Google、インドで気球ネット「Project Loon」交渉中:狙いたい巨大市場だがカーストも
Googleはインドで、気球でのネットに接続する「Project Loon」を導入しようと、現地の通信事業者と交渉をしていると報じられている。Googleは2013年から気球を活用してネット接続をしようとする「Project Loon」の実験を行っている。これは通常の通信事業者が基地局やタワーで電波を吹いてネットへの接続をしているものを、基地局やタワーでなく気球で電波を吹かせようとするものである。2015年10月にはインドネシアの通信事業者と実験を開始した。
「Project Loon」では4G(LTE)の周波数を用いてネット接続を提供しようとしている。そのためにはGoogleだけでは提供することができないので「Project Loon」推進に向けて、インドの通信事業者BSNLなどと交渉をしていると報じられている。またインドの当局も「Project Loon」の推進には協力的とのことだ。
Googleが狙う残り10億人のネット接続
Googleは気球でのネット接続「Project Loon」を導入したらインドの農村地帯を中心に、まだネットに接続できない約8〜10億人の市場に向けてネット接続を目指そうとしている。
Googleはインドではすでにインド全土の駅で無料Wi-Fiの提供を行って、インドでのネット接続の普及を行っている。またインド出身のGoogleのCEOサンダー・ピチャイ氏もインドでのネット接続普及をモディ首相らにコミットしている。インドは人口13億人を超えて、中国に次いで世界2位である。スマホもかなり普及しており、MicromaxやLavaなどといった地場メーカーも台頭してきている。それでもまだインドでネットに接続できるのは4億人程度である。つまりインドではまだネットに接続できない人の方が多い。
Googleが欲しいのは広告収入、慈善事業ではない
Googleが気球を利用したネット接続「Project Loon」を推進するのも、廉価版Android普及に取り組むのも、インドの駅で無料Wi-Fiを提供するのも、慈善事業ではない。Googleの収入の90%以上は広告である。広告収入をさらに増加させるためにも多くの人に検索やGメール、YouTubeなどGoogleのサービスを利用してもらう必要がある。そして多くの人がGoogleのサービスを利用することによって、利用者の情報も吸い上げることによって、利用者に応じた広告配信も行うことができる。
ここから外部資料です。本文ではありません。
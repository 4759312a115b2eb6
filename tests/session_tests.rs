// Integration tests for the session pipeline: spool, submit, poll, fetch,
// normalize, store. The remote job system is replaced with a scripted
// backend so terminal-state classification can be asserted directly.

mod common;

use async_trait::async_trait;
use common::{fast_poll, utterance, ScriptedBackend};
use std::sync::atomic::Ordering;
use std::sync::{Arc, Mutex};
use tokio::sync::{oneshot, Notify};
use vox_relay::{
    transcribe_payload, JobStatus, ProviderError, RawUtterance, SessionError, TranscriptStore,
    TranscriptionBackend,
};

#[tokio::test]
async fn test_successful_session_stores_normalized_transcript() {
    let store = TranscriptStore::new();
    let backend = ScriptedBackend::new(
        vec![
            JobStatus::Queued,
            JobStatus::Processing,
            JobStatus::Completed,
        ],
        vec![
            utterance("hello there", "A", 0, 2840),
            utterance("hi", "B", 2840, 5860),
        ],
    );

    transcribe_payload(&store, &backend, &fast_poll(10), "conn-1", vec![1, 2, 3])
        .await
        .expect("session should succeed");

    let segments = store.get("conn-1").await.expect("transcript stored");
    assert_eq!(segments.len(), 2);
    assert_eq!(segments[0].text, "hello there");
    assert_eq!(segments[0].start, 0.0);
    assert_eq!(segments[0].end, 2.84);
    assert_eq!(segments[1].start, 2.84);
    assert_eq!(segments[1].end, 5.86);

    // One poll per scripted status
    assert_eq!(backend.status_calls.load(Ordering::SeqCst), 3);
}

#[tokio::test]
async fn test_provider_error_status_aborts_with_detail() {
    let store = TranscriptStore::new();
    let backend = ScriptedBackend::new(
        vec![
            JobStatus::Processing,
            JobStatus::Error("audio file is corrupt".to_string()),
        ],
        Vec::new(),
    );

    let err = transcribe_payload(&store, &backend, &fast_poll(10), "conn-1", vec![0u8; 16])
        .await
        .expect_err("session should abort");

    assert_eq!(err.kind(), "transcription");
    match err {
        SessionError::Transcription(detail) => assert_eq!(detail, "audio file is corrupt"),
        other => panic!("unexpected error: {other:?}"),
    }

    // Nothing stored on the abort path
    assert!(store.is_empty().await);
}

#[tokio::test]
async fn test_stuck_job_aborts_with_timeout() {
    let store = TranscriptStore::new();
    let backend = ScriptedBackend::new(vec![JobStatus::Processing], Vec::new());

    let err = transcribe_payload(&store, &backend, &fast_poll(3), "conn-1", vec![0u8; 16])
        .await
        .expect_err("session should abort");

    assert_eq!(err.kind(), "timeout");
    assert_eq!(backend.status_calls.load(Ordering::SeqCst), 3);
    assert!(store.is_empty().await);
}

#[tokio::test]
async fn test_rejected_submission_aborts_before_polling() {
    let store = TranscriptStore::new();
    let backend = ScriptedBackend::rejecting();

    let err = transcribe_payload(&store, &backend, &fast_poll(10), "conn-1", vec![0u8; 16])
        .await
        .expect_err("session should abort");

    assert_eq!(err.kind(), "submit");
    assert_eq!(backend.status_calls.load(Ordering::SeqCst), 0);
    assert!(store.is_empty().await);
}

#[tokio::test]
async fn test_two_concurrent_sessions_are_independent() {
    let store = TranscriptStore::new();
    let backend = Arc::new(ScriptedBackend::new(
        vec![JobStatus::Completed],
        vec![utterance("shared result", "A", 0, 1000)],
    ));

    let sessions = ["conn-a", "conn-b"].map(|id| {
        let store = store.clone();
        let backend = backend.clone();
        tokio::spawn(async move {
            transcribe_payload(&store, backend.as_ref(), &fast_poll(5), id, vec![0u8; 8]).await
        })
    });

    for result in futures::future::join_all(sessions).await {
        result.unwrap().expect("session should succeed");
    }

    assert_eq!(store.len().await, 2);
    assert!(store.get("conn-a").await.is_some());
    assert!(store.get("conn-b").await.is_some());
}

/// Backend that signals when polling has started, then holds the job
/// in-flight until released.
struct GatedBackend {
    started: Mutex<Option<oneshot::Sender<()>>>,
    release: Arc<Notify>,
}

#[async_trait]
impl TranscriptionBackend for GatedBackend {
    async fn submit(&self, _audio: &[u8]) -> Result<String, ProviderError> {
        Ok("job-1".to_string())
    }

    async fn status(&self, _job_id: &str) -> Result<JobStatus, ProviderError> {
        if let Some(tx) = self.started.lock().unwrap().take() {
            let _ = tx.send(());
        }
        self.release.notified().await;
        Ok(JobStatus::Completed)
    }

    async fn utterances(&self, _job_id: &str) -> Result<Vec<RawUtterance>, ProviderError> {
        Ok(vec![utterance("done", "A", 0, 1000)])
    }
}

#[tokio::test]
async fn test_no_partial_record_visible_while_polling() {
    let store = TranscriptStore::new();
    let (started_tx, started_rx) = oneshot::channel();
    let release = Arc::new(Notify::new());
    let backend = Arc::new(GatedBackend {
        started: Mutex::new(Some(started_tx)),
        release: release.clone(),
    });

    let task_store = store.clone();
    let task_backend = backend.clone();
    let session = tokio::spawn(async move {
        transcribe_payload(
            &task_store,
            task_backend.as_ref(),
            &fast_poll(10),
            "conn-1",
            vec![0u8; 16],
        )
        .await
    });

    // Session is mid-poll: retrieval must see nothing
    started_rx.await.unwrap();
    assert!(store.get("conn-1").await.is_none());

    release.notify_one();
    session.await.unwrap().expect("session should succeed");

    assert_eq!(store.get("conn-1").await.unwrap()[0].text, "done");
}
そしてGoogleが広告収入を上げるためには、ネットに接続している必要がある。Googleとしては、Googleのサービスを利用してもらい、そこから広告収入を得るためにも、インドでのインフラ整備に注力していきたいところだ。
農村部ではまだ残るカースト
Googleにとってはまだ約10億人がネットに接続されていないインドは巨大な市場だ。但し、インドの農村部ではまだカーストが根強く残存しており、生活が改善されていない人も多い。ムンバイやデリーが急激に発展しているのとは対照的に、農村地域には昔と変わらない風習と伝統の中で生活をしている人もまだたくさんいる。カーストが起因となるインドでの事件や問題については日本でも多く報じられている。
インドでは大量に安価な中古端末が流通しており、プリペイドのSIMカードはあらゆるところで入手可能である。現在でも農村地帯で既にネットワークが整備されており、中古端末とSIMカードさえあればネットには接続できるだろうが、実際には農村部の方ではネットに接続していない人が多い。そのようなカーストが残存しているインドの農村地帯で、インフラが整備されたからといって都市部のようにスマホが普及して、そこにいる多くの人がネットに接続するかどうかは不明だ。